Soorten SCN5A-gen afwijkingen

Brugadasyndroom met een afwijking in het SCN5A-gen: welk soort afwijkingen zijn er?

DNA-afwijkingen in genen worden ingedeeld in verschillende klasses (zie ook www.erfelijkehartziekten.nl over het Brugadasyndroom):

1) een klasse 5, pathogene of zeker ziekte veroorzakende DNA variant: daarvan weten we zeker dat het een verhoogde kans geeft om een bepaalde ziekte te ontwikkelen.
2) een klasse 4, waarschijnlijk ziekte veroorzakende DNA variant: daarvan weten we met 90% zekerheid dat deze specifieke DNA variant tot ziekte leidt.
3) een klasse 3 DNA variant of VUS, variant of unknown significance: daarvan weten we de betekenis niet. Het kan een DNA variant zijn die tot ziekte leidt, maar het kan ook een onschuldige DNA variant zijn die geen verhoogde kans geeft op ziekte.

Als iemand met het Brugadasyndroom een klasse 5 DNA variant in het SCN5A gen heeft, is de oorzaak van zijn/haar Brugadasyndroom daarmee bevestigt. Bij iemand met een klasse 4 of 3 DNA variant in het SCN5A gen is het waarschijnlijk/mogelijk dat de DNA variant in het SCN5A gen de oorzaak is, maar dat is nog niet (100%) zeker. De onzekerheid komt vooral door het feit dat die specifieke verandering in het SCN5A gen nog niet vaker gezien is.

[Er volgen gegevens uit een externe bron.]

use super::candidate_resolver::{
    build_candidate, front_cover_url, resolvable_recordings, select_release,
};
use super::fingerprint_cache::{CacheKey, FingerprintCache};
use crate::backends::clock::{Clock, SystemClock};
use crate::backends::rate_limiter::{RateLimiter, DEFAULT_INTERVAL};
use crate::backends::retry::RetryPolicy;
use crate::backends::{FingerprintBackend, MetadataBackend};
use crate::config::{EnrichmentConfig, EnrichmentCredentials};
use crate::db_manager::DbManager;
use crate::error::ResolveError;
use crate::metadata::metadata_tags::write_track_tags;
use crate::protocol::{Candidate, EnrichOutcome, EnrichedTrack, FingerprintStatus};

/// Per-invocation knobs for one enrichment run.
#[derive(Debug, Clone, Copy, PartialEq)]
pub struct EnrichOptions {
    pub min_confidence: f64,
    pub write_tags: bool,
}

impl Default for EnrichOptions {
    fn default() -> Self {
        Self {
            min_confidence: 0.6,
            write_tags: false,
        }
    }
}

impl From<&EnrichmentConfig> for EnrichOptions {
    fn from(config: &EnrichmentConfig) -> Self {
        Self {
            min_confidence: config.min_confidence,
            write_tags: config.write_tags,
        }
    }
}

/// Minimum spacing between calls to each remote service.
#[derive(Debug, Clone, Copy, PartialEq, Eq)]
pub struct ServiceIntervals {
    pub fingerprint: Duration,
    pub metadata: Duration,
}

impl Default for ServiceIntervals {
    fn default() -> Self {
        Self {
            fingerprint: DEFAULT_INTERVAL,
            metadata: DEFAULT_INTERVAL,
        }
    }
}

impl From<&EnrichmentConfig> for ServiceIntervals {
    fn from(config: &EnrichmentConfig) -> Self {
        Self {
            fingerprint: Duration::from_millis(config.acoustid_interval_ms),
            metadata: Duration::from_millis(config.musicbrainz_interval_ms),
        }
    }
}

/// Resolves track identities against remote services and persists the results.
pub struct LibraryEnrichmentManager {
    db_manager: DbManager,
    fingerprint_backend: Box<dyn FingerprintBackend>,
    metadata_backend: Box<dyn MetadataBackend>,
    fingerprint_limiter: RateLimiter,
    metadata_limiter: RateLimiter,
    retry_policy: RetryPolicy,
    cancel_flag: Arc<AtomicBool>,
}
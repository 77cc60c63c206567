//! Identity resolution and duplicate handling over the library database.

pub mod candidate_resolver;
pub mod duplicate_clustering;
pub mod duplicate_resolution;
pub mod fingerprint_cache;
pub mod library_enrichment_manager;
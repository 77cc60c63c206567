//! Error taxonomy shared by the identity-resolution pipeline.

/// Failure kinds surfaced while resolving a file's identity.
///
/// Callers branch on the variant: only [`ResolveError::Transient`] is retried,
/// [`ResolveError::Config`] aborts before any network call, and everything else
/// is recorded against the single file being processed.
#[derive(Debug, thiserror::Error)]
pub enum ResolveError {
    #[error("missing configuration: {0} is not set")]
    Config(String),
    #[error("transient service error: {0}")]
    Transient(String),
    #[error("service error: {0}")]
    NonTransient(String),
    #[error("local i/o error: {0}")]
    LocalIo(String),
    #[error("database error: {0}")]
    Database(#[from] rusqlite::Error),
}

impl ResolveError {
    /// Returns `true` for connectivity/service-level failures worth retrying.
    pub fn is_transient(&self) -> bool {
        matches!(self, Self::Transient(_))
    }

    pub fn local_io(context: &str, error: &std::io::Error) -> Self {
        Self::LocalIo(format!("{context}: {error}"))
    }
}
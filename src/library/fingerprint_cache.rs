//! Memoized resolution results keyed by `(path, mtime, file size)`.
//!
//! Modification times are truncated to whole seconds before they become part
//! of the key, so sub-second precision differences between filesystems never
//! cause spurious misses. Any change of the truncated mtime or of the size
//! misses the cache.

use std::fs;
use std::path::Path;
use std::time::{SystemTime, UNIX_EPOCH};

use log::warn;

use crate::db_manager::DbManager;
use crate::error::ResolveError;
use crate::protocol::Candidate;

/// Identity of one file version on disk.
#[derive(Debug, Clone, PartialEq, Eq)]
pub struct CacheKey {
    pub path: String,
    pub mtime_secs: i64,
    pub file_size: i64,
}

impl CacheKey {
    pub fn new(path: impl Into<String>, mtime: SystemTime, file_size: u64) -> Self {
        Self {
            path: path.into(),
            mtime_secs: unix_seconds(mtime),
            file_size: i64::try_from(file_size).unwrap_or(i64::MAX),
        }
    }

    /// Builds the key from the file's current metadata.
    pub fn for_file(path: &Path) -> Result<Self, ResolveError> {
        let metadata = fs::metadata(path)
            .map_err(|error| ResolveError::local_io(&path.display().to_string(), &error))?;
        let modified = metadata
            .modified()
            .map_err(|error| ResolveError::local_io(&path.display().to_string(), &error))?;
        Ok(Self::new(
            path.to_string_lossy().into_owned(),
            modified,
            metadata.len(),
        ))
    }
}

fn unix_seconds(time: SystemTime) -> i64 {
    match time.duration_since(UNIX_EPOCH) {
        Ok(after) => after.as_secs() as i64,
        Err(before) => -(before.duration().as_secs() as i64),
    }
}

/// Cached best candidate for one file version.
#[derive(Debug, Clone, PartialEq)]
pub struct CachedCandidate {
    pub candidate: Candidate,
    pub confidence: f64,
}

/// Read/write view over the `fingerprint_cache` table.
pub struct FingerprintCache<'a> {
    db_manager: &'a DbManager,
}

impl<'a> FingerprintCache<'a> {
    pub fn new(db_manager: &'a DbManager) -> Self {
        Self { db_manager }
    }

    /// Returns the stored candidate only when all three key parts match.
    pub fn lookup(&self, key: &CacheKey) -> Result<Option<CachedCandidate>, ResolveError> {
        let Some(row) =
            self.db_manager
                .get_fingerprint_cache(&key.path, key.mtime_secs, key.file_size)?
        else {
            return Ok(None);
        };
        match serde_json::from_str::<Candidate>(&row.payload) {
            Ok(candidate) => Ok(Some(CachedCandidate {
                candidate,
                confidence: row.confidence,
            })),
            Err(error) => {
                warn!(
                    "Ignoring unreadable fingerprint cache entry for {}: {}",
                    key.path, error
                );
                Ok(None)
            }
        }
    }

    /// Overwrites whatever is cached for the key's path.
    pub fn store(&self, key: &CacheKey, candidate: &Candidate) -> Result<(), ResolveError> {
        let payload = serde_json::to_string(candidate).map_err(|error| {
            ResolveError::LocalIo(format!("cannot encode cache payload: {error}"))
        })?;
        let now_unix_ms = SystemTime::now()
            .duration_since(UNIX_EPOCH)
            .map(|duration| duration.as_millis() as i64)
            .unwrap_or(0);
        self.db_manager.upsert_fingerprint_cache(
            &key.path,
            key.mtime_secs,
            key.file_size,
            &payload,
            candidate.confidence,
            now_unix_ms,
        )?;
        Ok(())
    }
}
//! Music library identity resolution: fingerprint enrichment and duplicate cleanup.

pub mod backends;
pub mod config;
pub mod db_manager;
pub mod error;
pub mod library;
pub mod metadata;
pub mod protocol;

In principe zullen familieleden alleen worden onderzocht op dragerschap van een DNA variant waarvan (bijna) zeker is dat het de oorzaak is van het Brugadasyndroom. In geval er een heel streke verdenking is dat de klasse 3 DNA variant in het SCN5A gen de oorzaak is voor het Brugadsyndroom, wordt soms ook genetisch en cardiologisch onderzoek aan de familie aangeboden. Dit advies zal in dat geval altijd door de klinisch geneticus gegeven worden. Het is in elk geval heel belangrijk om bij de familie van iemand met een klasse 3 of 4 DNA variant in het SCN5A gen goed te kijken of iemand die de aanleg niet heeft, ook geen afwijkingen op zijn/haar ECG heeft.